36. The intravascular tubular stent as claimed in claim 35, wherein the at least one interconnecting member extends between a bendable joint of one U-shaped element to a bendable joint of another U-shaped element in an adjacent ring.

37. The intravascular tubular stent as claimed in claim 36, wherein said one extendable element is longitudinally adjacent the another extendable element in the adjacent ring.

38. The intravascular tubular stent as claimed in claim 35, wherein said at least one interconnecting member extends between one of a plurality of connecting members disposed between circumferentially adjacent extendable elements of one ring to one of another plurality of connecting members disposed between circumferentially adjacent extendable elements of an adjacent ring.

39. The intravascular tubular stent as claimed in claim 38, wherein the connecting members are circumferentially expansible.

40. The intravascular tubular stent as claimed in claim 38, wherein the connecting members are longitudinally expansible.

41. The intravascular tubular stent as claimed in claim 23 , wherein radial expansion of said stent results in substantially no shortening in the length of said stent.

42. A self-compensating, radially expandable tubular stent comprising:

a plurality of interconnected radially expandable rings each formed of a plurality of circumferentially extendable elements each consisting of one or more over-parallel U-shaped elements having an elongate converging opening defined between converging arms thereof.

43. The self-compensating, radially expandable tubular stent as claimed in claim 42, wherein at least one of the one or more over-parallel U-shaped elements is disposed with its elongate converging opening oriented generally perpendicular to the longitudinal axis of the stent.
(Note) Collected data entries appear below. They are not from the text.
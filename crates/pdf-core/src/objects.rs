//! Helpers for walking lopdf object graphs

use lopdf::{Dictionary, Document, Object, ObjectId};

/// Limit for reference chains and page-tree inheritance walks
const MAX_CHAIN: usize = 16;

/// Follow indirect references until a direct object is reached
///
/// Dangling references resolve to the reference itself.
pub(crate) fn resolve<'a>(doc: &'a Document, mut obj: &'a Object) -> &'a Object {
    for _ in 0..MAX_CHAIN {
        match obj {
            Object::Reference(id) => match doc.get_object(*id) {
                Ok(target) => obj = target,
                Err(_) => return obj,
            },
            _ => return obj,
        }
    }
    obj
}

/// Resolve a dictionary entry
pub(crate) fn get<'a>(
    doc: &'a Document,
    dict: &'a Dictionary,
    key: &[u8],
) -> Option<&'a Object> {
    dict.get(key).ok().map(|obj| resolve(doc, obj))
}

pub(crate) fn get_dict<'a>(
    doc: &'a Document,
    dict: &'a Dictionary,
    key: &[u8],
) -> Option<&'a Dictionary> {
    match get(doc, dict, key)? {
        Object::Dictionary(d) => Some(d),
        Object::Stream(s) => Some(&s.dict),
        _ => None,
    }
}

pub(crate) fn get_array<'a>(
    doc: &'a Document,
    dict: &'a Dictionary,
    key: &[u8],
) -> Option<&'a Vec<Object>> {
    match get(doc, dict, key)? {
        Object::Array(a) => Some(a),
        _ => None,
    }
}

pub(crate) fn get_name<'a>(
    doc: &'a Document,
    dict: &'a Dictionary,
    key: &[u8],
) -> Option<&'a [u8]> {
    match get(doc, dict, key)? {
        Object::Name(n) => Some(n.as_slice()),
        _ => None,
    }
}

pub(crate) fn get_number(doc: &Document, dict: &Dictionary, key: &[u8]) -> Option<f64> {
    get(doc, dict, key).and_then(number)
}

/// Numeric value of an integer or real object
pub(crate) fn number(obj: &Object) -> Option<f64> {
    match obj {
        Object::Integer(i) => Some(*i as f64),
        Object::Real(r) => Some(*r as f64),
        _ => None,
    }
}

/// Look up a page attribute, following the `/Parent` chain for inheritable
/// keys such as `/Resources`, `/MediaBox` and `/CropBox`
pub(crate) fn inherited<'a>(
    doc: &'a Document,
    page_id: ObjectId,
    key: &[u8],
) -> Option<&'a Object> {
    let mut current = doc.get_dictionary(page_id).ok()?;

    for _ in 0..MAX_CHAIN {
        if let Ok(value) = current.get(key) {
            return Some(resolve(doc, value));
        }
        match current.get(b"Parent") {
            Ok(Object::Reference(parent_id)) => current = doc.get_dictionary(*parent_id).ok()?,
            _ => return None,
        }
    }

    None
}

/// Decoded bytes of a stream, falling back to the raw content when the
/// filter is not supported
pub(crate) fn stream_bytes(obj: &Object) -> Option<Vec<u8>> {
    match obj {
        Object::Stream(stream) => Some(
            stream
                .decompressed_content()
                .unwrap_or_else(|_| stream.content.clone()),
        ),
        _ => None,
    }
}

/// Concatenated, decoded content streams of a page
///
/// `/Contents` may be a single stream, a reference to one, or an array of
/// either.
pub(crate) fn page_content(doc: &Document, page_dict: &Dictionary) -> Vec<u8> {
    let Ok(contents) = page_dict.get(b"Contents") else {
        return Vec::new();
    };

    match resolve(doc, contents) {
        Object::Array(parts) => {
            let mut combined = Vec::new();
            for part in parts {
                if let Some(data) = stream_bytes(resolve(doc, part)) {
                    combined.extend_from_slice(&data);
                    // Streams may split between tokens
                    combined.push(b'\n');
                }
            }
            combined
        }
        other => stream_bytes(other).unwrap_or_default(),
    }
}

#[cfg(test)]
mod tests {
    use super::*;
    use lopdf::{dictionary, Stream};

    #[test]
    fn test_resolve_reference_chain() {
        let mut doc = Document::with_version("1.5");
        let target = doc.add_object(Object::Integer(42));
        let middle = doc.add_object(Object::Reference(target));
        let start = Object::Reference(middle);

        assert_eq!(resolve(&doc, &start).as_i64().unwrap(), 42);
    }

    #[test]
    fn test_resolve_dangling_reference() {
        let doc = Document::with_version("1.5");
        let dangling = Object::Reference((99, 0));
        assert!(matches!(
            resolve(&doc, &dangling),
            Object::Reference((99, 0))
        ));
    }

    #[test]
    fn test_number() {
        assert_eq!(number(&Object::Integer(3)), Some(3.0));
        assert_eq!(number(&Object::Real(1.5)), Some(1.5));
        assert_eq!(number(&Object::Name(b"x".to_vec())), None);
    }

    #[test]
    fn test_inherited_media_box() {
        let mut doc = Document::with_version("1.5");
        let pages_id = doc.new_object_id();
        let page_id = doc.add_object(dictionary! {
            "Type" => "Page",
            "Parent" => pages_id,
        });
        doc.objects.insert(
            pages_id,
            Object::Dictionary(dictionary! {
                "Type" => "Pages",
                "Kids" => vec![page_id.into()],
                "Count" => 1,
                "MediaBox" => vec![0.into(), 0.into(), 612.into(), 792.into()],
            }),
        );

        let media_box = inherited(&doc, page_id, b"MediaBox").unwrap();
        assert_eq!(media_box.as_array().unwrap().len(), 4);
        assert!(inherited(&doc, page_id, b"CropBox").is_none());
    }

    #[test]
    fn test_page_content_array() {
        let mut doc = Document::with_version("1.5");
        let first = doc.add_object(Stream::new(dictionary! {}, b"BT".to_vec()));
        let second = doc.add_object(Stream::new(dictionary! {}, b"ET".to_vec()));
        let page = dictionary! {
            "Contents" => vec![first.into(), second.into()],
        };

        assert_eq!(page_content(&doc, &page), b"BT\nET\n".to_vec());
    }
}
44. The self-compensating, radially expandable tubular stent as claimed in claim 42, wherein at least one of the one or more over-parallel U-shaped elements is disposed with its elongate converging opening oriented generally parallel to the longitudinal axis of the stent.

45. The self-compensating, radially expandable tubular stent as claimed in claim 42, wherein at least one of the one or more over-parallel U-shaped elements is disposed with its elongate converging opening oriented diagonally with respect to the longitudinal axis of the stent.

46. The self-compensating, radially expandable tubular stent as claimed in claim 42, wherein each extendable element is connected to an adjacent extendable element in a ring by a circumferentially extensible connector.

47. The self-compensating, radially expandable tubular stent as claimed in claim 46, wherein the extensible connector is a U-shaped connector having parallel arms defining a substantially constant width opening therebetween.

48. The self-compensating, radially expandable tubular stent as claimed in claim 47, wherein the constant width opening of the U-shaped connector is disposed in a substantially parallel orientation with respect to the longitudinal axis of the stent.

49. The self-compensating, radially expandable tubular stent as claimed in claim 47, wherein the constant width opening of the U-shaped connector is disposed in a diagonal orientation with respect to the longitudinal axis of the stent.

50. The self-compensating, radially expandable tubular stent as claimed in claim 46, wherein the extensible connector is an over-parallel U-shaped connector having converging arms defining a converging opening therebetween.

51. The self-compensating, radially expandable tubular stent as claimed in claim 50, wherein the converging opening of the over-parallel U-shaped connector is disposed in a substantially parallel orientation with respect to the longitudinal axis of the stent.

52. The self-compensating, radially expandable tubular stent as claimed in claim 50, wherein the converging opening of the over-parallel U-shaped connector is disposed in a diagonal orientation with respect to the longitudinal axis of the stent.

53. The self-compensating, radially expandable tubular stent as claimed in claim 42, wherein each expandable ring is disposed obliquely with respect to the longitudinal axis of the stent.

54. The self-compensating, radially expandable tubular stent as claimed in claim 42, wherein radial expansion of said stent results in substantially no shortening in the length of said stent.